I miss crying. Perhaps that sounds odd or self-indulgent, but I miss the feeling that came when my eyes grew hot and tears fell down my cheeks and my throat tightened and my breath snagged. I miss the feeling of being there with my sadness, right there. I miss the feeling that follows a crying bout, too, that feeling of being healed, even if only temporarily.
The world is a sad place right now. People will say in response to this that the world has always been sad for someone somewhere, and that’s true. Partly, then, I say that it’s a sad place from a place of privilege, because I’ve experienced times when it seemed that there was a lot of hope in the world, if you could only learn to access it. Still, when I think about the climate crisis, when I think about Presidents Trump and Putin and Xi Jinping and Yoon Suk Yeol, when I think about the rise of Artificial Intelligence, the world seems to me a very sad place indeed. Would it help if I were able to cry about this? I don’t know. Like the adolescent Divletsen, I don’t think very much of reality.

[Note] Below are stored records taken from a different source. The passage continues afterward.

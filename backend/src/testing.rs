//! In-memory doubles for the storage and predictor seams.

use async_trait::async_trait;
use std::collections::HashMap;
use std::path::{Path, PathBuf};
use std::sync::Mutex;

use crate::predictor::{ClassNames, Prediction, Predictor, PredictorError};
use crate::storage::{BlobStore, StorageError};

#[derive(Default)]
pub struct MemoryBlobStore {
    blobs: Mutex<HashMap<String, Vec<u8>>>,
    downloads: Mutex<Vec<String>>,
    uploads: Mutex<Vec<String>>,
    fail_upload: Option<String>,
}

impl MemoryBlobStore {
    pub fn with_blob(path: &str, data: &[u8]) -> Self {
        let store = Self::default();
        store.blobs.lock().unwrap().insert(path.to_string(), data.to_vec());
        store
    }

    pub fn failing_upload(mut self, path: &str) -> Self {
        self.fail_upload = Some(path.to_string());
        self
    }

    pub fn downloads(&self) -> Vec<String> {
        self.downloads.lock().unwrap().clone()
    }

    pub fn uploads(&self) -> Vec<String> {
        self.uploads.lock().unwrap().clone()
    }

    pub fn blob(&self, path: &str) -> Option<Vec<u8>> {
        self.blobs.lock().unwrap().get(path).cloned()
    }
}

#[async_trait]
impl BlobStore for MemoryBlobStore {
    async fn download(&self, path: &str) -> Result<Vec<u8>, StorageError> {
        self.downloads.lock().unwrap().push(path.to_string());
        self.blob(path).ok_or_else(|| StorageError::Download {
            path: path.to_string(),
            message: "BlobNotFound".to_string(),
        })
    }

    async fn upload(&self, path: &str, data: Vec<u8>) -> Result<String, StorageError> {
        if self.fail_upload.as_deref() == Some(path) {
            return Err(StorageError::Upload {
                path: path.to_string(),
                message: "connection reset".to_string(),
            });
        }
        self.uploads.lock().unwrap().push(path.to_string());
        self.blobs.lock().unwrap().insert(path.to_string(), data);
        Ok(format!("https://blobs.test/padi/{}", path))
    }
}

/// Writes three fixed artifacts and reports fixed probabilities.
pub struct StubPredictor {
    class_names: ClassNames,
    probabilities: Vec<f64>,
    seen_inputs: Mutex<Vec<PathBuf>>,
}

impl StubPredictor {
    pub fn new(class_names: &[&str], probabilities: &[f64]) -> Self {
        Self {
            class_names: ClassNames::new(class_names.iter().map(|c| c.to_string()).collect()).unwrap(),
            probabilities: probabilities.to_vec(),
            seen_inputs: Mutex::new(Vec::new()),
        }
    }

    pub fn seen_inputs(&self) -> Vec<PathBuf> {
        self.seen_inputs.lock().unwrap().clone()
    }
}

#[async_trait]
impl Predictor for StubPredictor {
    fn class_names(&self) -> &ClassNames {
        &self.class_names
    }

    async fn constrain_image_size(&self, path: &Path) -> Result<PathBuf, PredictorError> {
        Ok(path.to_path_buf())
    }

    async fn predict(&self, path: &Path, output_dir: &Path) -> Result<Prediction, PredictorError> {
        self.seen_inputs.lock().unwrap().push(path.to_path_buf());
        let artifact = |name: &str| -> Result<PathBuf, PredictorError> {
            let artifact_path = output_dir.join(format!("{}.out", name));
            std::fs::write(&artifact_path, name.as_bytes())?;
            Ok(artifact_path)
        };

        Ok(Prediction {
            probabilities: self.probabilities.clone(),
            heatmap: artifact("heatmap")?,
            superimposed: artifact("superimposed")?,
            masked: artifact("masked")?,
        })
    }
}
use std::env;
use std::path::PathBuf;
use std::str::FromStr;
use std::sync::OnceLock;
use std::time::Duration;

const DEVELOPMENT: &str = "development";

#[derive(Clone)]
pub struct Settings {
    pub app_name: String,
    pub environment: String,
    pub port: u16,
    pub applicationinsights_connection_string: String,
    pub storage_connection_string: String,
    pub storage_container_name: String,
    pub storage_timeout: Duration,
    pub auth_basic_username: String,
    pub auth_basic_password: String,
    pub model_path: PathBuf,
    pub class_names_path: PathBuf,
    pub predictor_command: String,
    pub predictor_timeout: Duration,
    pub allowed_origins: Vec<String>,
}

impl Settings {
    /// Process-wide settings, read from the environment on first use.
    pub fn global() -> &'static Settings {
        static SETTINGS: OnceLock<Settings> = OnceLock::new();
        SETTINGS.get_or_init(Settings::from_env)
    }

    pub fn from_env() -> Self {
        dotenv::dotenv().ok();
        Self::from_lookup(|key| env::var(key).ok())
    }

    pub fn from_lookup<F>(lookup: F) -> Self
    where
        F: Fn(&str) -> Option<String>,
    {
        let defaults = Settings::default();
        let string = |key: &str, default: String| lookup(key).unwrap_or(default);

        Self {
            app_name: string("APP_NAME", defaults.app_name),
            environment: string("APP_ENV", defaults.environment),
            port: parse_or(lookup("PORT"), defaults.port),
            applicationinsights_connection_string: string(
                "APPLICATIONINSIGHTS_CONNECTION_STRING",
                defaults.applicationinsights_connection_string,
            ),
            storage_connection_string: string(
                "STORAGE_CONNECTION_STRING",
                defaults.storage_connection_string,
            ),
            storage_container_name: string("STORAGE_CONTAINER_NAME", defaults.storage_container_name),
            storage_timeout: lookup("STORAGE_TIMEOUT_SECS")
                .and_then(|v| v.parse().ok())
                .map(Duration::from_secs)
                .unwrap_or(defaults.storage_timeout),
            auth_basic_username: string("AUTH_BASIC_USERNAME", defaults.auth_basic_username),
            auth_basic_password: string("AUTH_BASIC_PASSWORD", defaults.auth_basic_password),
            model_path: lookup("MODEL_PATH").map(PathBuf::from).unwrap_or(defaults.model_path),
            class_names_path: lookup("CLASS_NAMES_PATH")
                .map(PathBuf::from)
                .unwrap_or(defaults.class_names_path),
            predictor_command: string("PREDICTOR_COMMAND", defaults.predictor_command),
            predictor_timeout: lookup("PREDICTOR_TIMEOUT_SECS")
                .and_then(|v| v.parse().ok())
                .map(Duration::from_secs)
                .unwrap_or(defaults.predictor_timeout),
            allowed_origins: defaults.allowed_origins,
        }
    }

    pub fn is_development(&self) -> bool {
        self.environment.eq_ignore_ascii_case(DEVELOPMENT)
    }
}

impl Default for Settings {
    fn default() -> Self {
        Self {
            app_name: "Padi Scanner Analysis API".to_string(),
            environment: DEVELOPMENT.to_string(),
            port: 8081,
            applicationinsights_connection_string: "InstrumentationKey=".to_string(),
            storage_connection_string: String::new(),
            storage_container_name: "padi".to_string(),
            storage_timeout: Duration::from_secs(30),
            auth_basic_username: "fahmi".to_string(),
            auth_basic_password: "fahmi".to_string(),
            model_path: PathBuf::from("model.pt"),
            class_names_path: PathBuf::from("class_names.txt"),
            predictor_command: "padi-predictor".to_string(),
            predictor_timeout: Duration::from_secs(120),
            allowed_origins: vec![
                "https://padi-scanner.kodesiana.com".to_string(),
                "https://kodesiana.com".to_string(),
            ],
        }
    }
}

fn parse_or<T: FromStr>(value: Option<String>, default: T) -> T {
    value.and_then(|v| v.trim().parse().ok()).unwrap_or(default)
}

#[cfg(test)]
mod tests {
    use super::*;
    use std::collections::HashMap;

    #[test]
    fn global_returns_the_same_instance() {
        let first = Settings::global() as *const Settings;
        let second = Settings::global() as *const Settings;
        assert_eq!(first, second);
    }

    #[test]
    fn missing_variables_fall_back_to_defaults() {
        let settings = Settings::from_lookup(|_| None);
        assert_eq!(settings.app_name, "Padi Scanner Analysis API");
        assert_eq!(settings.storage_container_name, "padi");
        assert_eq!(settings.port, 8081);
        assert!(settings.is_development());
    }

    #[test]
    fn environment_overrides_defaults() {
        let vars: HashMap<&str, &str> = HashMap::from([
            ("APP_ENV", "production"),
            ("STORAGE_CONTAINER_NAME", "scans"),
            ("AUTH_BASIC_USERNAME", "operator"),
            ("PORT", "9000"),
            ("PREDICTOR_TIMEOUT_SECS", "5"),
        ]);
        let settings = Settings::from_lookup(|key| vars.get(key).map(|v| v.to_string()));

        assert!(!settings.is_development());
        assert_eq!(settings.storage_container_name, "scans");
        assert_eq!(settings.auth_basic_username, "operator");
        assert_eq!(settings.auth_basic_password, "fahmi");
        assert_eq!(settings.port, 9000);
        assert_eq!(settings.predictor_timeout, Duration::from_secs(5));
    }

    #[test]
    fn unparsable_numbers_are_ignored() {
        let settings = Settings::from_lookup(|key| (key == "PORT").then(|| "eighty".to_string()));
        assert_eq!(settings.port, 8081);
    }
}
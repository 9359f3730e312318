use shared::{AnalysisResponse, Artifact, ImageAnalysisRequest};
use std::collections::HashMap;
use std::path::Path;
use std::sync::Arc;
use strum::IntoEnumIterator;

use crate::error::ApiError;
use crate::predictor::Predictor;
use crate::storage::BlobStore;

#[derive(Clone)]
pub struct AnalysisService {
    storage: Arc<dyn BlobStore>,
    predictor: Arc<dyn Predictor>,
}

pub fn source_blob_path(request: &ImageAnalysisRequest) -> String {
    format!(
        "{}/{}/{}",
        request.user_id, request.prediction_id, request.original_filename
    )
}

pub fn artifact_blob_path(request: &ImageAnalysisRequest, artifact: Artifact, extension: &str) -> String {
    format!(
        "{}/{}/{}{}",
        request.user_id, request.prediction_id, artifact, extension
    )
}

/// Extension of `filename` including the leading dot, or empty.
pub fn blob_extension(filename: &str) -> String {
    Path::new(filename)
        .extension()
        .and_then(|e| e.to_str())
        .map(|e| format!(".{}", e))
        .unwrap_or_default()
}

fn local_file_name(filename: &str) -> &str {
    Path::new(filename)
        .file_name()
        .and_then(|n| n.to_str())
        .unwrap_or("image")
}

impl AnalysisService {
    pub fn new(storage: Arc<dyn BlobStore>, predictor: Arc<dyn Predictor>) -> Self {
        Self { storage, predictor }
    }

    /// Downloads the referenced image, runs the predictor and uploads the three
    /// artifacts. Uploads that already succeeded are kept if a later step fails.
    pub async fn analyze(&self, request: &ImageAnalysisRequest) -> Result<AnalysisResponse, ApiError> {
        let workspace = tempfile::Builder::new().prefix("analysis-").tempdir()?;
        let local_path = workspace.path().join(local_file_name(&request.original_filename));

        let source_path = source_blob_path(request);
        let data = self.storage.download(&source_path).await?;
        tokio::fs::write(&local_path, &data).await?;

        let file_size = tokio::fs::metadata(&local_path).await?.len();
        log::info!("Uploaded file size: {}", file_size);

        log::info!("Constraining uploaded image size...");
        let resized_path = self.predictor.constrain_image_size(&local_path).await?;

        log::info!("Running prediction...");
        let prediction = self.predictor.predict(&resized_path, workspace.path()).await?;

        let class_names = self.predictor.class_names();
        let predicted_class = class_names.most_likely_class(&prediction.probabilities)?.to_string();
        let class_probabilities = class_names.label(&prediction.probabilities)?;

        log::info!("Uploading results to blob storage...");
        let extension = blob_extension(&request.original_filename);
        let mut urls = HashMap::new();
        for artifact in Artifact::iter() {
            let blob_path = artifact_blob_path(request, artifact, &extension);
            let data = tokio::fs::read(prediction.artifact_path(artifact)).await?;
            let url = self.storage.upload(&blob_path, data).await?;
            urls.insert(artifact, url);
        }

        let mut url_for = |artifact: Artifact| urls.remove(&artifact).unwrap_or_default();
        Ok(AnalysisResponse {
            predicted_class,
            class_probabilities,
            heatmap: url_for(Artifact::Heatmap),
            superimposed: url_for(Artifact::Superimposed),
            masked: url_for(Artifact::Masked),
        })
    }
}
use serde::{Deserialize, Serialize};
use std::collections::BTreeMap;
use strum_macros::{AsRefStr, Display, EnumIter};

#[derive(Serialize, Deserialize, Clone, Debug, PartialEq, Eq)]
pub struct ImageAnalysisRequest {
    pub user_id: String,
    pub prediction_id: String,
    pub original_filename: String,
}

/// Explanation images produced for every analysed picture, in upload order.
#[derive(
    Serialize, Deserialize, Clone, Copy, Debug, PartialEq, Eq, Hash, PartialOrd, Ord, EnumIter, AsRefStr, Display,
)]
#[serde(rename_all = "lowercase")]
#[strum(serialize_all = "lowercase")]
pub enum Artifact {
    Heatmap,
    Superimposed,
    Masked,
}

#[derive(Serialize, Deserialize, Clone, Debug, PartialEq)]
pub struct AnalysisResponse {
    pub predicted_class: String,
    pub class_probabilities: BTreeMap<String, f64>,
    pub heatmap: String,
    pub superimposed: String,
    pub masked: String,
}

impl AnalysisResponse {
    pub fn artifact_url(&self, artifact: Artifact) -> &str {
        match artifact {
            Artifact::Heatmap => &self.heatmap,
            Artifact::Superimposed => &self.superimposed,
            Artifact::Masked => &self.masked,
        }
    }
}

#[cfg(test)]
mod tests {
    use super::*;
    use strum::IntoEnumIterator;

    #[test]
    fn artifacts_iterate_in_upload_order() {
        let names: Vec<String> = Artifact::iter().map(|a| a.to_string()).collect();
        assert_eq!(names, ["heatmap", "superimposed", "masked"]);
        assert_eq!(Artifact::Superimposed.as_ref(), "superimposed");
    }
}
use async_trait::async_trait;
use aws_config::environment::region::EnvironmentVariableRegionProvider;
use aws_config::meta::region::RegionProviderChain;
use aws_config::retry::RetryConfig;
use aws_config::timeout::TimeoutConfig;
use aws_config::{BehaviorVersion, Region};
use aws_credential_types::Credentials;
use aws_sdk_s3::Client;
use aws_sdk_s3::error::DisplayErrorContext;
use aws_sdk_s3::primitives::ByteStream;
use std::path::Path;
use url::Url;

use super::{BlobStore, StorageError};
use crate::config::Settings;
use crate::connection_string::ConnectionString;

const DEFAULT_REGION: &str = "us-east-1";

#[derive(Clone)]
pub struct S3BlobStore {
    client: Client,
    bucket_name: String,
    base_url: String,
}

impl S3BlobStore {
    pub fn new(client: Client, bucket_name: String, base_url: String) -> Self {
        Self {
            client,
            bucket_name,
            base_url,
        }
    }

    /// Builds the client from the storage connection string. Recognised keys are
    /// `Endpoint`, `Region`, `AccessKeyId` and `SecretAccessKey`; anything missing
    /// falls back to the AWS default provider chain. Custom endpoints only consult
    /// the region environment variables. Without any region, `us-east-1` is used.
    pub async fn from_settings(settings: &Settings) -> Result<Self, StorageError> {
        let conn = ConnectionString::parse(&settings.storage_connection_string);
        let bucket_name = settings.storage_container_name.clone();

        let endpoint = conn
            .get("Endpoint")
            .map(|raw| {
                Url::parse(raw).map_err(|e| StorageError::Config(format!("invalid endpoint {}: {}", raw, e)))
            })
            .transpose()?;

        let mut loader = aws_config::defaults(BehaviorVersion::latest())
            .retry_config(RetryConfig::disabled())
            .timeout_config(
                TimeoutConfig::builder()
                    .operation_timeout(settings.storage_timeout)
                    .build(),
            );

        let region_provider = match conn.get("Region") {
            Some(region) => RegionProviderChain::first_try(Region::new(region.to_string())),
            None if endpoint.is_some() => RegionProviderChain::first_try(EnvironmentVariableRegionProvider::new()),
            None => RegionProviderChain::default_provider(),
        };
        loader = loader.region(region_provider.or_else(DEFAULT_REGION));
        if let (Some(key_id), Some(secret)) = (conn.get("AccessKeyId"), conn.get("SecretAccessKey")) {
            loader = loader.credentials_provider(Credentials::new(
                key_id,
                secret,
                None,
                None,
                "storage-connection-string",
            ));
        }
        if let Some(endpoint) = &endpoint {
            loader = loader.endpoint_url(endpoint.as_str());
        }

        let sdk_config = loader.load().await;
        let s3_config = aws_sdk_s3::config::Builder::from(&sdk_config)
            .force_path_style(endpoint.is_some())
            .build();

        let region = sdk_config
            .region()
            .map(|r| r.to_string())
            .unwrap_or_else(|| DEFAULT_REGION.to_string());
        let base_url = blob_base_url(endpoint.as_ref(), &bucket_name, &region);

        log::info!("Blob storage ready: bucket {} at {}", bucket_name, base_url);
        Ok(Self::new(Client::from_conf(s3_config), bucket_name, base_url))
    }
}

#[async_trait]
impl BlobStore for S3BlobStore {
    async fn download(&self, path: &str) -> Result<Vec<u8>, StorageError> {
        let download_error = |message: String| StorageError::Download {
            path: path.to_string(),
            message,
        };

        let result = self
            .client
            .get_object()
            .bucket(&self.bucket_name)
            .key(path)
            .send()
            .await
            .map_err(|e| download_error(DisplayErrorContext(&e).to_string()))?;

        let body = result
            .body
            .collect()
            .await
            .map_err(|e| download_error(DisplayErrorContext(&e).to_string()))?;
        Ok(body.into_bytes().to_vec())
    }

    async fn upload(&self, path: &str, data: Vec<u8>) -> Result<String, StorageError> {
        self.client
            .put_object()
            .bucket(&self.bucket_name)
            .key(path)
            .body(ByteStream::from(data))
            .content_type(content_type_for(path))
            .send()
            .await
            .map_err(|e| StorageError::Upload {
                path: path.to_string(),
                message: DisplayErrorContext(&e).to_string(),
            })?;

        Ok(blob_url(&self.base_url, path))
    }
}

fn blob_base_url(endpoint: Option<&Url>, bucket_name: &str, region: &str) -> String {
    match endpoint {
        Some(endpoint) => format!("{}/{}", endpoint.as_str().trim_end_matches('/'), bucket_name),
        None => format!("https://{}.s3.{}.amazonaws.com", bucket_name, region),
    }
}

pub fn blob_url(base_url: &str, path: &str) -> String {
    let encoded: Vec<_> = path.split('/').map(urlencoding::encode).collect();
    format!("{}/{}", base_url, encoded.join("/"))
}

fn content_type_for(path: &str) -> &'static str {
    let extension = Path::new(path)
        .extension()
        .and_then(|e| e.to_str())
        .map(|e| e.to_ascii_lowercase());

    match extension.as_deref() {
        Some("jpg") | Some("jpeg") => "image/jpeg",
        Some("png") => "image/png",
        Some("webp") => "image/webp",
        Some("gif") => "image/gif",
        Some("bmp") => "image/bmp",
        _ => "application/octet-stream",
    }
}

Lately I’ve been reading …
- Technology appears to extend our connection … (but) while that’s true, it can’t replace intimacy: Willow Defebaugh on loneliness and longevity.
- Sure, it’s voyeuristic (or pornographic if you like), and that’s part of the fun: T M Brown explores reality TV and his curious passion for it.
- Our innocence is chipped away, often gently but sometimes brutally, by what happens to us. Gradually, innocence is transformed to experience, and we begin to understand who we are, how the world is, and what matters most to us: James Bailey asks people what is the meaning of life and receives a variety of answers.
- The great American biologist EO Wilson predicted that human life would not long survive the demise of the invertebrates. But he also devised a plangent term for this epoch from ancient Greek: the Eremocene, a new, isolated place. Our era is not just the human-dominated Anthropocene; it is an age of loneliness: Patrick Barkham reflects on the role of invertebrates on Earth.